Act of the Parliament of the United Kingdom

The Vagrancy Act 1838 (1 & 2 Vict. c. 38) was an act of the Parliament of the United Kingdom. It amended the Vagrancy Act 1824 (5 Geo. 4. c. 83) to provide that any person discharged from custody pending an appeal against a conviction under that act who did not then reappear to prosecute the appeal could be recommitted. It also provided that the penalty established by that Act for exposing indecent prints in a street or highway would extend to those who exposed the same material in any part of a shop or house.

This latter part of the act was to prove significant in a number of prosecutions of artists for allegedly exhibiting obscene works of art, even when those exhibitions took place in a private space such as an art gallery.
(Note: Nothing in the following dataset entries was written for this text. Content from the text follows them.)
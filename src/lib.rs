pub mod app;
pub mod backend;
pub mod cli;
pub mod config;
pub mod error;
pub mod handlers;
pub mod middleware;
pub mod ui;

pub use app::{build_router, AppState};
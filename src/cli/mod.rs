pub mod commands;

use clap::{Parser, Subcommand};
use serde::{Deserialize, Serialize};

#[derive(Parser)]
#[command(name = "jobboard")]
#[command(about = "Job board CLI - backend diagnostics and site configuration")]
#[command(version)]
pub struct Cli {
    #[arg(long, global = true, help = "Output in JSON format")]
    pub json: bool,

    #[command(subcommand)]
    pub command: Commands,
}

#[derive(Subcommand)]
pub enum Commands {
    #[command(about = "Check backend connectivity and probe tables")]
    Diagnose {
        #[arg(long, value_delimiter = ',', help = "Tables to probe (defaults to jobs,profiles)")]
        tables: Vec<String>,
    },

    #[command(about = "List protected path prefixes and their declared roles")]
    Routes,

    #[command(about = "Show effective site rules: headers, redirects, image domains, build toggles")]
    Site,
}

#[derive(Debug, Clone, Copy, PartialEq, Eq, Serialize, Deserialize)]
pub enum OutputFormat {
    Text,
    Json,
}

impl OutputFormat {
    pub fn from_cli(cli: &Cli) -> Self {
        if cli.json {
            OutputFormat::Json
        } else {
            OutputFormat::Text
        }
    }
}

pub async fn run(cli: Cli) -> anyhow::Result<()> {
    let output_format = OutputFormat::from_cli(&cli);

    match cli.command {
        Commands::Diagnose { tables } => commands::diagnose::handle(tables, output_format).await,
        Commands::Routes => commands::routes::handle(output_format),
        Commands::Site => commands::site::handle(output_format),
    }
}

#[cfg(test)]
mod tests {
    use super::*;

    #[test]
    fn parses_diagnose_with_tables() {
        let cli = Cli::try_parse_from(["jobboard", "diagnose", "--tables", "jobs,applications", "--json"]).unwrap();
        assert_eq!(OutputFormat::from_cli(&cli), OutputFormat::Json);
        match cli.command {
            Commands::Diagnose { tables } => assert_eq!(tables, vec!["jobs", "applications"]),
            _ => panic!("expected diagnose"),
        }
    }

    #[test]
    fn defaults_to_text_output() {
        let cli = Cli::try_parse_from(["jobboard", "routes"]).unwrap();
        assert_eq!(OutputFormat::from_cli(&cli), OutputFormat::Text);
    }
}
One of the most notorious successful prosecutions of an artist under the act was in 1929, when thirteen paintings by D. H. Lawrence at the Warren Gallery, London, were seized by the police. A ban was placed on the paintings being shown in England, which is technically still in force, but they were shown again in London in December 2003.
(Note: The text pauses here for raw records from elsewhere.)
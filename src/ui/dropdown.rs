#[derive(Debug, Clone, PartialEq, Eq)]
pub struct DropdownOption {
    pub value: String,
    pub label: String,
}

/// Server-rendered `<select>` with a label and optional placeholder
#[derive(Debug, Clone, Default)]
pub struct Dropdown {
    id: String,
    label: String,
    placeholder: Option<String>,
    options: Vec<DropdownOption>,
    selected: Option<String>,
}

impl Dropdown {
    pub fn new(id: impl Into<String>, label: impl Into<String>) -> Self {
        Self {
            id: id.into(),
            label: label.into(),
            ..Default::default()
        }
    }

    pub fn placeholder(mut self, text: impl Into<String>) -> Self {
        self.placeholder = Some(text.into());
        self
    }

    pub fn option(mut self, value: impl Into<String>, label: impl Into<String>) -> Self {
        self.options.push(DropdownOption {
            value: value.into(),
            label: label.into(),
        });
        self
    }

    /// Select `value` if it is one of the options; unknown values are ignored
    pub fn select(mut self, value: Option<&str>) -> Self {
        self.selected = value
            .filter(|v| self.options.iter().any(|o| o.value == *v))
            .map(str::to_string);
        self
    }

    pub fn selected_option(&self) -> Option<&DropdownOption> {
        let selected = self.selected.as_deref()?;
        self.options.iter().find(|o| o.value == selected)
    }

    pub fn render(&self) -> String {
        let id = escape_html(&self.id);
        let mut html = String::new();

        html.push_str(&format!("<label for=\"{}\">{}</label>\n", id, escape_html(&self.label)));
        html.push_str(&format!("<select id=\"{id}\" name=\"{id}\" class=\"dropdown\">\n"));

        if let Some(placeholder) = &self.placeholder {
            let selected = if self.selected.is_none() { " selected" } else { "" };
            html.push_str(&format!(
                "  <option value=\"\" disabled{}>{}</option>\n",
                selected,
                escape_html(placeholder)
            ));
        }

        for option in &self.options {
            let selected = if self.selected.as_deref() == Some(option.value.as_str()) {
                " selected"
            } else {
                ""
            };
            html.push_str(&format!(
                "  <option value=\"{}\"{}>{}</option>\n",
                escape_html(&option.value),
                selected,
                escape_html(&option.label)
            ));
        }

        html.push_str("</select>\n");
        html
    }
}

pub fn escape_html(input: &str) -> String {
    let mut out = String::with_capacity(input.len());
    for c in input.chars() {
        match c {
            '&' => out.push_str("&amp;"),
            '<' => out.push_str("&lt;"),
            '>' => out.push_str("&gt;"),
            '"' => out.push_str("&quot;"),
            '\'' => out.push_str("&#39;"),
            _ => out.push(c),
        }
    }
    out
}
The last artist to be successfully prosecuted under the 1838 act was Stass Paraskos in 1966, following a police raid on an exhibition of Paraskos's work at Leeds College of Art. Again a ban was placed on showing the offending paintings and drawings in England, which is also still legally valid. However one of the paintings was shown at Leeds City Art Gallery in 1993, and again at Scarborough Art Gallery in 2000, and several others are now owned by the Tate Gallery, London. In 1969 a total of 35 people were prosecuted under section 2 of the act and section 4 of the 1824 act for acts of public display of obscene images in shop windows and exhibitionism.
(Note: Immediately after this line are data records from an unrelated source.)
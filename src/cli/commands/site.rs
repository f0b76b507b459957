use anyhow::Context;

use crate::cli::OutputFormat;
use crate::config::{AppConfig, SiteConfig};

pub fn handle(output_format: OutputFormat) -> anyhow::Result<()> {
    let config = AppConfig::from_env().context("failed to load configuration")?;

    match output_format {
        OutputFormat::Json => println!("{}", serde_json::to_string_pretty(&config.site)?),
        OutputFormat::Text => print!("{}", format_site(&config.site)),
    }
    Ok(())
}

pub fn format_site(site: &SiteConfig) -> String {
    let mut out = String::from("Headers:\n");
    for header in &site.headers {
        out.push_str(&format!("  {}: {}\n", header.name, header.value));
    }

    out.push_str("Redirects:\n");
    for rule in &site.redirects {
        let kind = if rule.permanent { "308" } else { "307" };
        out.push_str(&format!("  {} -> {} ({})\n", rule.source, rule.destination, kind));
    }

    out.push_str(&format!("Image domains: {}\n", site.image_domains.join(", ")));
    out.push_str(&format!(
        "Build: ignore_build_errors={}, ignore_lint_during_builds={}\n",
        site.build.ignore_build_errors, site.build.ignore_lint_during_builds
    ));
    out
}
Although aspects of the act had been repealed in a piecemeal fashion by subsequent legislation, the whole act was repealed by section 5(2) of, and the schedule to, the Indecent Displays (Control) Act 1981, partly due to the lack of clarity in distinguishing between indecency and obscenity.
 For example the advertising of contraceptives was considered obscene from 1857, but fell under the ambit of the new act of 1981.

== Bibliography ==
- Alison, A. (1840). "The Principles of Population Growth and Development"
- Elliot, J. H. (1868). "The Increase of Material Prosperity and of Moral Agents Compared with the State of Crime and Pauperism'"
- Engels, Friedrich (1892). "Conditions of the Working People in England in 1844"
- Stephen, J. F. (1883). "History of the Criminal Law of England"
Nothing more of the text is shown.